___ DATASET CONTENT

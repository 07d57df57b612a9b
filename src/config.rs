//! Configuration types for semdex.
//!
//! The [`Config`] struct controls engine behavior:
//! - Data directory and embedding service endpoint
//! - Chunking parameters (token window and overlap)
//! - Batch embedding concurrency and graph autosave
//! - HNSW tuning parameters
//!
//! # Example
//! ```rust
//! use semdex::Config;
//!
//! // Defaults: Ollama on localhost, nomic-embed-text, 512/50 chunking
//! let config = Config::new("./semdex-data");
//!
//! // Customize
//! let config = Config {
//!     chunk_size: 256,
//!     chunk_overlap: 25,
//!     ..Config::new("./semdex-data")
//! };
//! ```

use std::path::PathBuf;
use std::time::Duration;

use serde::{Deserialize, Serialize};

use crate::error::{Result, SemdexError};

/// Minimum allowed chunk size, in tokens.
pub const MIN_CHUNK_SIZE: usize = 50;

/// Engine configuration.
///
/// All fields beyond `data_path` have sensible defaults; use struct update
/// syntax to override specific settings.
#[derive(Clone, Debug)]
pub struct Config {
    /// Directory holding the key-value store and per-index graph files.
    pub data_path: PathBuf,

    /// Base URL of the embedding service (e.g. `http://localhost:11434`).
    pub embedding_url: String,

    /// Embedding model identifier (e.g. `nomic-embed-text`).
    pub embedding_model: String,

    /// Chunk window size in tokens. Must be at least [`MIN_CHUNK_SIZE`].
    pub chunk_size: usize,

    /// Token overlap between consecutive chunks. Must be smaller than
    /// `chunk_size`.
    pub chunk_overlap: usize,

    /// Worker threads for batch embedding. Clamped to at least 1.
    pub max_workers: usize,

    /// Persist the ANN graph at the end of every mutating operation.
    pub auto_save: bool,

    /// HTTP client timeout for embedding requests.
    pub http_timeout: Duration,

    /// HNSW graph parameters.
    pub hnsw: HnswConfig,
}

impl Config {
    /// Creates a configuration with defaults for everything except the
    /// data directory.
    pub fn new(data_path: impl Into<PathBuf>) -> Self {
        Self {
            data_path: data_path.into(),
            embedding_url: "http://localhost:11434".to_string(),
            embedding_model: "nomic-embed-text".to_string(),
            chunk_size: 512,
            chunk_overlap: 50,
            max_workers: 8,
            auto_save: true,
            http_timeout: Duration::from_secs(30),
            hnsw: HnswConfig::default(),
        }
    }

    /// Validates the configuration.
    ///
    /// Called automatically by `IndexManager::open()`. You can also call
    /// this explicitly to check a configuration before opening.
    ///
    /// # Errors
    /// Returns a `Config` error if:
    /// - `data_path`, `embedding_url`, or `embedding_model` is empty
    /// - chunking parameters violate the chunker's rules
    /// - HNSW parameters are zero
    pub fn validate(&self) -> Result<()> {
        if self.data_path.as_os_str().is_empty() {
            return Err(SemdexError::config("data path cannot be empty"));
        }
        if self.embedding_url.is_empty() {
            return Err(SemdexError::config("embedding URL cannot be empty"));
        }
        if self.embedding_model.is_empty() {
            return Err(SemdexError::config("embedding model cannot be empty"));
        }

        if self.chunk_size < MIN_CHUNK_SIZE {
            return Err(SemdexError::config(
                "chunk size must be at least 50 tokens",
            ));
        }
        if self.chunk_overlap >= self.chunk_size {
            return Err(SemdexError::config(
                "overlap cannot be larger than or equal to chunk size",
            ));
        }

        if self.hnsw.m == 0 {
            return Err(SemdexError::config("hnsw.m must be greater than 0"));
        }
        if self.hnsw.ef_search == 0 {
            return Err(SemdexError::config("hnsw.ef_search must be greater than 0"));
        }
        if self.hnsw.max_elements == 0 {
            return Err(SemdexError::config(
                "hnsw.max_elements must be greater than 0",
            ));
        }

        Ok(())
    }

    /// Worker count clamped to at least one thread.
    pub fn effective_workers(&self) -> usize {
        self.max_workers.max(1)
    }
}

/// Distance function used by an index's HNSW graph.
#[derive(Clone, Copy, Debug, Default, PartialEq, Eq, Serialize, Deserialize)]
#[serde(rename_all = "lowercase")]
pub enum DistanceKind {
    /// Cosine distance in `[0, 2]`; converted to a `[0, 1]` similarity
    /// score as `1 - d/2`.
    #[default]
    Cosine,

    /// Euclidean (L2) distance; converted to a `(0, 1]` similarity score
    /// as `1 / (1 + d)`.
    Euclidean,
}

/// Configuration for the HNSW vector index.
///
/// Controls the trade-off between build time, memory usage, and recall.
/// Defaults match the embedding workloads this engine targets (thousands
/// to hundreds of thousands of chunks per index).
#[derive(Clone, Debug, Serialize, Deserialize)]
pub struct HnswConfig {
    /// Maximum bidirectional connections per node (M parameter).
    pub m: usize,

    /// Number of candidates tracked during search. Must be >= k.
    pub ef_search: usize,

    /// Number of candidates tracked during graph construction.
    pub ef_construction: usize,

    /// Maximum number of layers in the skip-list structure.
    pub max_layer: usize,

    /// Initial pre-allocated capacity (number of vectors).
    pub max_elements: usize,

    /// Distance function.
    pub distance: DistanceKind,

    /// Level-generation seed. Logged for reproducibility; the graph
    /// library manages its own level RNG.
    pub seed: u64,
}

impl Default for HnswConfig {
    fn default() -> Self {
        Self {
            m: 16,
            ef_search: 20,
            ef_construction: 200,
            max_layer: 16,
            max_elements: 10_000,
            distance: DistanceKind::Cosine,
            seed: 42,
        }
    }
}

#[cfg(test)]
mod tests {
    use super::*;

    #[test]
    fn test_default_config() {
        let config = Config::new("./data");
        assert_eq!(config.embedding_url, "http://localhost:11434");
        assert_eq!(config.embedding_model, "nomic-embed-text");
        assert_eq!(config.chunk_size, 512);
        assert_eq!(config.chunk_overlap, 50);
        assert_eq!(config.max_workers, 8);
        assert!(config.auto_save);
        assert_eq!(config.http_timeout, Duration::from_secs(30));
    }

    #[test]
    fn test_validate_success() {
        assert!(Config::new("./data").validate().is_ok());
    }

    #[test]
    fn test_validate_empty_data_path() {
        let config = Config::new("");
        let err = config.validate().unwrap_err();
        assert!(err.to_string().contains("data path"));
    }

    #[test]
    fn test_validate_empty_model() {
        let config = Config {
            embedding_model: String::new(),
            ..Config::new("./data")
        };
        assert!(config.validate().is_err());
    }

    #[test]
    fn test_validate_chunk_size_too_small() {
        let config = Config {
            chunk_size: 49,
            ..Config::new("./data")
        };
        let err = config.validate().unwrap_err();
        assert!(err.to_string().contains("at least 50 tokens"));
    }

    #[test]
    fn test_validate_overlap_not_smaller_than_chunk_size() {
        let config = Config {
            chunk_size: 100,
            chunk_overlap: 100,
            ..Config::new("./data")
        };
        assert!(config.validate().is_err());
    }

    #[test]
    fn test_validate_hnsw_zero_m() {
        let config = Config {
            hnsw: HnswConfig {
                m: 0,
                ..Default::default()
            },
            ..Config::new("./data")
        };
        assert!(config.validate().is_err());
    }

    #[test]
    fn test_effective_workers_clamped() {
        let config = Config {
            max_workers: 0,
            ..Config::new("./data")
        };
        assert_eq!(config.effective_workers(), 1);
    }

    #[test]
    fn test_hnsw_defaults() {
        let hnsw = HnswConfig::default();
        assert_eq!(hnsw.m, 16);
        assert_eq!(hnsw.ef_search, 20);
        assert_eq!(hnsw.ef_construction, 200);
        assert_eq!(hnsw.distance, DistanceKind::Cosine);
        assert_eq!(hnsw.seed, 42);
    }

    #[test]
    fn test_distance_kind_serde() {
        let json = serde_json::to_string(&DistanceKind::Euclidean).unwrap();
        assert_eq!(json, "\"euclidean\"");
        let back: DistanceKind = serde_json::from_str(&json).unwrap();
        assert_eq!(back, DistanceKind::Euclidean);
    }
}
//! End-to-end ingest and search scenarios through the public API.
//!
//! Exercises the full pipeline — manager, coordinator, chunker, storage,
//! and ANN index — with a deterministic test embedder (no network).

mod common;

use common::{open_manager, sample_docs};
use semdex::{BatchOptions, CancelToken, Document, Metadata};
use serde_json::json;
use tempfile::tempdir;

#[test]
fn test_create_ingest_search() {
    let dir = tempdir().unwrap();
    let manager = open_manager(dir.path());
    let index = manager.create_index("docs").unwrap();

    let result = index
        .ingest(&sample_docs(), &BatchOptions::default(), None, &CancelToken::new())
        .unwrap();
    assert_eq!(result.total_documents, 2);
    assert_eq!(result.new_documents, 2);
    assert_eq!(result.unchanged_documents, 0);
    assert!(result.processed_chunks >= 2);
    assert!(result.failed_uris.is_empty());

    let hits = index.search("concurrent programming", 5).unwrap();
    assert!(!hits.is_empty());
    assert_eq!(hits[0].document.uri, "doc2");
    assert_eq!(hits[0].index_name, "docs");
    assert!(hits[0].score > 0.0 && hits[0].score <= 1.0);
    assert!(!hits[0].chunk_id.is_empty());
    assert!(!hits[0].chunk_text.is_empty());

    // Scores are non-increasing along the ranking
    for w in hits.windows(2) {
        assert!(w[0].score >= w[1].score);
    }

    manager.close().unwrap();
}

#[test]
fn test_uri_change_detection() {
    let dir = tempdir().unwrap();
    let manager = open_manager(dir.path());
    let index = manager.create_index("docs").unwrap();
    let token = CancelToken::new();

    let original = vec![Document::new("http://e.com/d", "T", "C")];
    let first = index
        .ingest(&original, &BatchOptions::default(), None, &token)
        .unwrap();
    assert_eq!(first.new_documents, 1);

    let second = index
        .ingest(&original, &BatchOptions::default(), None, &token)
        .unwrap();
    assert_eq!(second.unchanged_documents, 1);

    // A new URI has no stored hash, so the same content is a new document.
    let moved = vec![Document::new("https://e.com/new/d", "T", "C")];
    let third = index
        .ingest(&moved, &BatchOptions::default(), None, &token)
        .unwrap();
    assert_eq!(third.new_documents, 1);
    assert_eq!(third.unchanged_documents, 0);

    manager.close().unwrap();
}

#[test]
fn test_clear_rebuilds_from_scratch() {
    let dir = tempdir().unwrap();
    let manager = open_manager(dir.path());
    let index = manager.create_index("docs").unwrap();
    let token = CancelToken::new();

    index
        .ingest(&sample_docs(), &BatchOptions::default(), None, &token)
        .unwrap();
    index.clear().unwrap();

    let result = index
        .ingest(&sample_docs(), &BatchOptions::default(), None, &token)
        .unwrap();
    assert_eq!(result.new_documents, 2);
    assert_eq!(result.updated_documents, 0);
    assert_eq!(result.unchanged_documents, 0);

    manager.close().unwrap();
}

#[test]
fn test_force_update() {
    let dir = tempdir().unwrap();
    let manager = open_manager(dir.path());
    let index = manager.create_index("docs").unwrap();
    let token = CancelToken::new();
    let docs = vec![Document::new("u", "T", "C")];

    index.ingest(&docs, &BatchOptions::default(), None, &token).unwrap();

    let unchanged = index
        .ingest(&docs, &BatchOptions::default(), None, &token)
        .unwrap();
    assert_eq!(unchanged.unchanged_documents, 1);

    let forced = index
        .ingest(&docs, &BatchOptions::force(), None, &token)
        .unwrap();
    assert_eq!(forced.updated_documents, 1);
    assert_eq!(forced.unchanged_documents, 0);
    assert!(forced.processed_chunks > 0);

    manager.close().unwrap();
}

#[test]
fn test_metadata_change_triggers_update() {
    let dir = tempdir().unwrap();
    let manager = open_manager(dir.path());
    let index = manager.create_index("docs").unwrap();
    let token = CancelToken::new();

    let mut meta = Metadata::new();
    meta.insert("version".to_string(), json!(1));
    let v1 = vec![Document::new("u", "T", "C").with_metadata(meta.clone())];
    index.ingest(&v1, &BatchOptions::default(), None, &token).unwrap();

    // Same metadata: unchanged
    let again = index.ingest(&v1, &BatchOptions::default(), None, &token).unwrap();
    assert_eq!(again.unchanged_documents, 1);

    // Changed metadata: updated
    meta.insert("version".to_string(), json!(2));
    let v2 = vec![Document::new("u", "T", "C").with_metadata(meta)];
    let result = index.ingest(&v2, &BatchOptions::default(), None, &token).unwrap();
    assert_eq!(result.updated_documents, 1);

    manager.close().unwrap();
}

#[test]
fn test_chunk_metadata_inherited_from_document() {
    let dir = tempdir().unwrap();
    let manager = open_manager(dir.path());
    let index = manager.create_index("docs").unwrap();

    let mut meta = Metadata::new();
    meta.insert("lang".to_string(), json!("en"));
    meta.insert("tags".to_string(), json!(["go", "concurrency"]));
    let docs = vec![Document::new("u", "T", "goroutines and channels").with_metadata(meta.clone())];

    index
        .ingest(&docs, &BatchOptions::default(), None, &CancelToken::new())
        .unwrap();

    let hits = index.search("goroutines channels", 1).unwrap();
    assert_eq!(hits.len(), 1);
    assert_eq!(hits[0].document.metadata, Some(meta));

    manager.close().unwrap();
}

#[test]
fn test_search_empty_index_returns_no_hits() {
    let dir = tempdir().unwrap();
    let manager = open_manager(dir.path());
    let index = manager.create_index("docs").unwrap();

    let hits = index.search("anything at all", 10).unwrap();
    assert!(hits.is_empty());

    manager.close().unwrap();
}

#[test]
fn test_multiple_indexes_are_isolated() {
    let dir = tempdir().unwrap();
    let manager = open_manager(dir.path());
    let token = CancelToken::new();

    let go_docs = manager.create_index("go").unwrap();
    let db_docs = manager.create_index("db").unwrap();

    go_docs
        .ingest(&sample_docs(), &BatchOptions::default(), None, &token)
        .unwrap();
    db_docs
        .ingest(
            &[Document::new(
                "pg",
                "Postgres",
                "Relational databases store rows in tables with transactions.",
            )],
            &BatchOptions::default(),
            None,
            &token,
        )
        .unwrap();

    let hits = db_docs.search("concurrent programming goroutines", 5).unwrap();
    assert!(hits.iter().all(|h| h.index_name == "db"));
    assert!(hits.iter().all(|h| h.document.uri == "pg"));

    let hits = go_docs.search("relational databases tables", 5).unwrap();
    assert!(hits.iter().all(|h| h.document.uri != "pg"));

    manager.close().unwrap();
}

______

* **ASSIGNMENT**: If a line in the records above holds the string "programming", copy it.

* **EXPECTED ANSWER**:
    let hits = index.search("concurrent programming", 5).unwrap();
    let hits = db_docs.search("concurrent programming goroutines", 5).unwrap();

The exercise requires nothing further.